Однажды объявили, что нас эвакуируют в Тифлис. Наконец долгожданный день настал. В каком это было месяце, точно не помню. Группу больных, в том числе и меня, погрузили в санитарные вагоны. В Тифлисе нас перевезли в 4-й сводный госпиталь, который размещался в Навтлуге. Сколько я пролежал там, не помню, но думается, что пробыл несколько месяцев. Тифлисский госпиталь был хорошо оборудован, было достаточно медицинского персонала, медикаментов. Хорошее питание, уход и лечение быстро поставили меня на ноги.
Здесь меня посетил писарь моей пулеметной команды Григорий Черкасов. Он рассказал, что командирован на учебу. Стал часто посещать меня.
Когда я окончательно выздоровел и выписался из госпиталя, Черкасов с разрешения своего командования временно поместил меня в своей комнате. Там я прожил несколько дней. Врачи дали мне месячный отпуск с выездом на родину, но ехать мне было некуда. Хотелось узнать, где моя семья. Черкасов уговаривал остаться у него, но я решил поехать в Оренбург, где учился в военном училище муж моей сестры. С ним я изредка переписывался.
Путь из Тифлиса в Оренбург в те времена был очень тяжелым. Пришлось ехать на крышах и буферах вагонов, по нескольку дней сидеть на станциях пересадок. Особенно запомнилась станция Кинель. В одну из ночей я там крепко уснул и, когда проснулся, обнаружил, что у меня из-под головы кто-то вытащил вещевой мешок с пожитками, а из карманов документы, в том числе и партийный билет.
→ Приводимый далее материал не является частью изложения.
//! Graph gateway over the HTTP transactional API.
//!
//! Speaks `POST /db/{database}/tx/commit` against a Neo4j/DozerDB-compatible
//! backend, one statement per call, parameters always bound. Connection
//! failures surface as [`GraphError::Unreachable`]; statement errors reported
//! by the server surface as [`GraphError::Syntax`].

use std::time::Duration;

use async_trait::async_trait;
use serde::Deserialize;
use serde_json::{json, Value};

use super::{ensure_read_only, introspect_schema, GraphError, GraphGateway, Row, Rows, SchemaSnapshot};
use crate::config::GraphConfig;

pub struct HttpGraphGateway {
    base_url: String,
    user: String,
    password: String,
    client: reqwest::Client,
    timeout: Duration,
}

impl HttpGraphGateway {
    pub fn new(config: &GraphConfig, timeout: Duration) -> Self {
        Self {
            base_url: config.uri.trim_end_matches('/').to_string(),
            user: config.user.clone(),
            password: config.password.clone(),
            client: reqwest::Client::new(),
            timeout,
        }
    }

    async fn commit(
        &self,
        database: &str,
        statement: &str,
        params: Value,
    ) -> Result<Rows, GraphError> {
        let parameters = match params {
            Value::Null => json!({}),
            other => other,
        };
        let url = format!("{}/db/{}/tx/commit", self.base_url, database);
        let body = json!({
            "statements": [{
                "statement": statement,
                "parameters": parameters,
            }]
        });

        let send = self
            .client
            .post(&url)
            .basic_auth(&self.user, Some(&self.password))
            .json(&body)
            .send();

        let response = tokio::time::timeout(self.timeout, send)
            .await
            .map_err(|_| GraphError::Timeout(self.timeout))?
            .map_err(|e| GraphError::Unreachable(format!("{database}: {e}")))?;

        if response.status().is_server_error() {
            return Err(GraphError::Unreachable(format!(
                "{database}: status {}",
                response.status()
            )));
        }

        let payload: TxResponse = response
            .json()
            .await
            .map_err(|e| GraphError::Unreachable(format!("{database}: bad response: {e}")))?;

        if let Some(err) = payload.errors.first() {
            return Err(GraphError::Syntax(format!("{}: {}", err.code, err.message)));
        }

        let result = match payload.results.into_iter().next() {
            Some(r) => r,
            None => return Ok(Vec::new()),
        };
        Ok(result
            .data
            .into_iter()
            .map(|entry| zip_row(&result.columns, entry.row))
            .collect())
    }
}

fn zip_row(columns: &[String], values: Vec<Value>) -> Row {
    columns
        .iter()
        .cloned()
        .zip(values)
        .collect::<serde_json::Map<_, _>>()
}

#[derive(Deserialize)]
struct TxResponse {
    #[serde(default)]
    results: Vec<TxResult>,
    #[serde(default)]
    errors: Vec<TxError>,
}

#[derive(Deserialize)]
struct TxResult {
    columns: Vec<String>,
    #[serde(default)]
    data: Vec<TxEntry>,
}

#[derive(Deserialize)]
struct TxEntry {
    row: Vec<Value>,
}

#[derive(Deserialize)]
struct TxError {
    #[serde(default)]
    code: String,
    #[serde(default)]
    message: String,
}

#[async_trait]
impl GraphGateway for HttpGraphGateway {
    async fn run_cypher(
        &self,
        database: &str,
        query: &str,
        params: Value,
    ) -> Result<Rows, GraphError> {
        ensure_read_only(query)?;
        tracing::debug!(database, "running cypher");
        self.commit(database, query, params).await
    }

    async fn run_ddl(
        &self,
        database: &str,
        statement: &str,
        params: Value,
    ) -> Result<Rows, GraphError> {
        tracing::info!(database, "running ddl statement");
        self.commit(database, statement, params).await
    }

    async fn schema_snapshot(&self, database: &str) -> Result<SchemaSnapshot, GraphError> {
        introspect_schema(self, database).await
    }
}

#[cfg(test)]
mod tests {
    use super::*;

    #[test]
    fn rows_zip_by_column() {
        let row = zip_row(
            &["name".to_string(), "count".to_string()],
            vec![json!("ACME"), json!(3)],
        );
        assert_eq!(row["name"], json!("ACME"));
        assert_eq!(row["count"], json!(3));
    }

    #[test]
    fn base_url_trailing_slash_is_trimmed() {
        let gateway = HttpGraphGateway::new(
            &GraphConfig {
                uri: "http://localhost:7474/".to_string(),
                user: "neo4j".to_string(),
                password: "password".to_string(),
            },
            Duration::from_secs(10),
        );
        assert_eq!(gateway.base_url, "http://localhost:7474");
    }
}
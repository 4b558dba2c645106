//! Platform chat adapter.
//!
//! Session-bound layer between the UI and the orchestration core: a bounded
//! in-memory session store, mode dispatch accounting, and shaping of runtime
//! payloads into UI-friendly cards, a trace summary, and entity candidate
//! groups.

use std::collections::{BTreeMap, HashMap};

use serde::{Deserialize, Serialize};
use serde_json::Value;
use tokio::sync::RwLock;

use crate::supervisor::RunResult;

/// One turn of a platform chat session.
#[derive(Debug, Clone, Serialize, Deserialize)]
pub struct SessionTurn {
    pub role: String,
    pub content: String,
    #[serde(default)]
    pub metadata: Value,
}

/// In-memory session store for platform chat. Keeps at most `max_turns`
/// turns per session, trimming the oldest.
pub struct SessionStore {
    sessions: RwLock<HashMap<String, Vec<SessionTurn>>>,
    max_turns: usize,
}

impl SessionStore {
    pub fn new(max_turns: usize) -> Self {
        Self {
            sessions: RwLock::new(HashMap::new()),
            max_turns: max_turns.max(1),
        }
    }

    pub async fn append(&self, session_id: &str, role: &str, content: &str, metadata: Value) {
        let mut sessions = self.sessions.write().await;
        let history = sessions.entry(session_id.to_string()).or_default();
        history.push(SessionTurn {
            role: role.to_string(),
            content: content.to_string(),
            metadata,
        });
        if history.len() > self.max_turns {
            let excess = history.len() - self.max_turns;
            history.drain(..excess);
        }
    }

    pub async fn history(&self, session_id: &str) -> Vec<SessionTurn> {
        self.sessions
            .read()
            .await
            .get(session_id)
            .cloned()
            .unwrap_or_default()
    }

    pub async fn clear(&self, session_id: &str) {
        self.sessions.write().await.remove(session_id);
    }
}

/// A display card for the chat UI.
#[derive(Debug, Clone, Serialize, Deserialize)]
pub struct UiCard {
    pub kind: String,
    pub title: String,
    pub body: String,
}

/// One question entity with its candidate resolutions.
#[derive(Debug, Clone, Serialize, Deserialize)]
pub struct EntityCandidateGroup {
    pub question_entity: String,
    pub candidates: Vec<UiEntityCandidate>,
}

#[derive(Debug, Clone, Serialize, Deserialize)]
pub struct UiEntityCandidate {
    pub database: String,
    pub node_id: String,
    pub display_name: String,
    pub labels: Vec<String>,
    pub score: f64,
    pub source: String,
    pub is_confident: bool,
}

/// UI-shaped projection of a runtime payload.
#[derive(Debug, Clone, Serialize, Deserialize)]
pub struct UiPayload {
    pub cards: Vec<UiCard>,
    pub trace_summary: BTreeMap<String, usize>,
    pub entity_candidates: Vec<EntityCandidateGroup>,
}

/// Shape a runtime result into the frontend payload.
pub fn build_ui_payload(mode: &str, result: &RunResult) -> UiPayload {
    let mut trace_summary: BTreeMap<String, usize> = BTreeMap::new();
    for step in &result.trace_steps {
        let key = serde_json::to_value(step.step_type)
            .ok()
            .and_then(|v| v.as_str().map(String::from))
            .unwrap_or_else(|| "UNKNOWN".to_string());
        *trace_summary.entry(key).or_insert(0) += 1;
    }

    let cards = vec![
        UiCard {
            kind: "summary".to_string(),
            title: format!("Mode: {mode}"),
            body: result.answer.clone(),
        },
        UiCard {
            kind: "trace".to_string(),
            title: "Trace Steps".to_string(),
            body: format!("{} steps", result.trace_steps.len()),
        },
    ];

    let entity_candidates = result
        .semantic_context
        .as_ref()
        .map(|context| {
            context
                .matches
                .iter()
                .map(|(question_entity, candidates)| EntityCandidateGroup {
                    question_entity: question_entity.clone(),
                    candidates: candidates
                        .iter()
                        .map(|c| UiEntityCandidate {
                            database: c.database.clone(),
                            node_id: c.node_id.clone(),
                            display_name: c.display_name.clone(),
                            labels: c.labels.clone(),
                            score: c.score,
                            source: serde_json::to_value(c.source)
                                .ok()
                                .and_then(|v| v.as_str().map(String::from))
                                .unwrap_or_default(),
                            is_confident: c.is_confident,
                        })
                        .collect(),
                })
                .collect()
        })
        .unwrap_or_default();

    UiPayload {
        cards,
        trace_summary,
        entity_candidates,
    }
}

#[cfg(test)]
mod tests {
    use super::*;
    use crate::runtime::RequestContext;
    use crate::trace::StepType;
    use serde_json::json;

    #[tokio::test]
    async fn sessions_trim_to_max_turns() {
        let store = SessionStore::new(3);
        for i in 0..5 {
            store
                .append("s1", "user", &format!("message {i}"), json!({}))
                .await;
        }
        let history = store.history("s1").await;
        assert_eq!(history.len(), 3);
        assert_eq!(history[0].content, "message 2");

        store.clear("s1").await;
        assert!(store.history("s1").await.is_empty());
    }

    #[test]
    fn ui_payload_counts_steps_by_type() {
        let ctx = RequestContext::new("default", 10);
        let root = ctx
            .trace
            .root(StepType::Resolve, "SemanticResolver", "semantic", "", json!({}))
            .unwrap();
        ctx.trace
            .child(&root, StepType::Route, "Router", "semantic", "", json!({}))
            .unwrap();

        let mut result = crate::supervisor::RunResult {
            answer: "answer".to_string(),
            trace_steps: ctx.trace.snapshot(),
            request_id: "r".to_string(),
            route: None,
            semantic_context: None,
            lpg_result: None,
            rdf_result: None,
            agent_statuses: None,
            debate_results: None,
            debate_state: None,
            fallback_from: None,
            runtime_control: None,
        };
        result.semantic_context = Some(Default::default());

        let payload = build_ui_payload("semantic", &result);
        assert_eq!(payload.trace_summary["RESOLVE"], 1);
        assert_eq!(payload.trace_summary["ROUTE"], 1);
        assert_eq!(payload.cards[0].title, "Mode: semantic");
    }
}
Это для меня было не меньшим горем, чем перенесенная болезнь.
Остался единственный документ — отпускное свидетельство из госпиталя. Его нашел в одном из пустых карманов. Продуктового аттестата тоже не было. На обращение к военным властям получил ответ, что не надо зевать и помочь ничем не могут.
Без документов и продуктов более суток я добирался до Оренбурга. Но и там меня тоже ожидала неприятность. Михаил Баран, на помощь которого я надеялся, к этому времени окончил училище и выехал по назначению куда-то в Среднюю Азию.
Я оказался в безвыходном положении. Правда, разыскал нескольких старых знакомых, которые поддержали меня продуктами, да и питательный пункт кое-чем помог. Но на продолжительную помощь рассчитывать не приходилось. В Оренбурге, как и в Поволжье, еще был голод.
Дня через два-три пустился в обратный путь.
Опять поддержал меня Черкасов. Прожил у него в Тифлисе несколько дней, привел себя в порядок.
В полк прибыл только к осени. Там произошли большие изменения. За мое отсутствие многие из моих сослуживцев демобилизовались, некоторые уехали на учебу. Полк стал трехбатальонного состава. Именовался он теперь 8-м Пензенским стрелковым полком, а дивизия — 3-й Кавказской. Великанов убыл в Москву на учебу. Командовал полком А. В. Клочков. Астрелин, как мне объяснили, умер. Комиссара Серикова куда-то перевели. В полку из старых служащих осталось очень мало.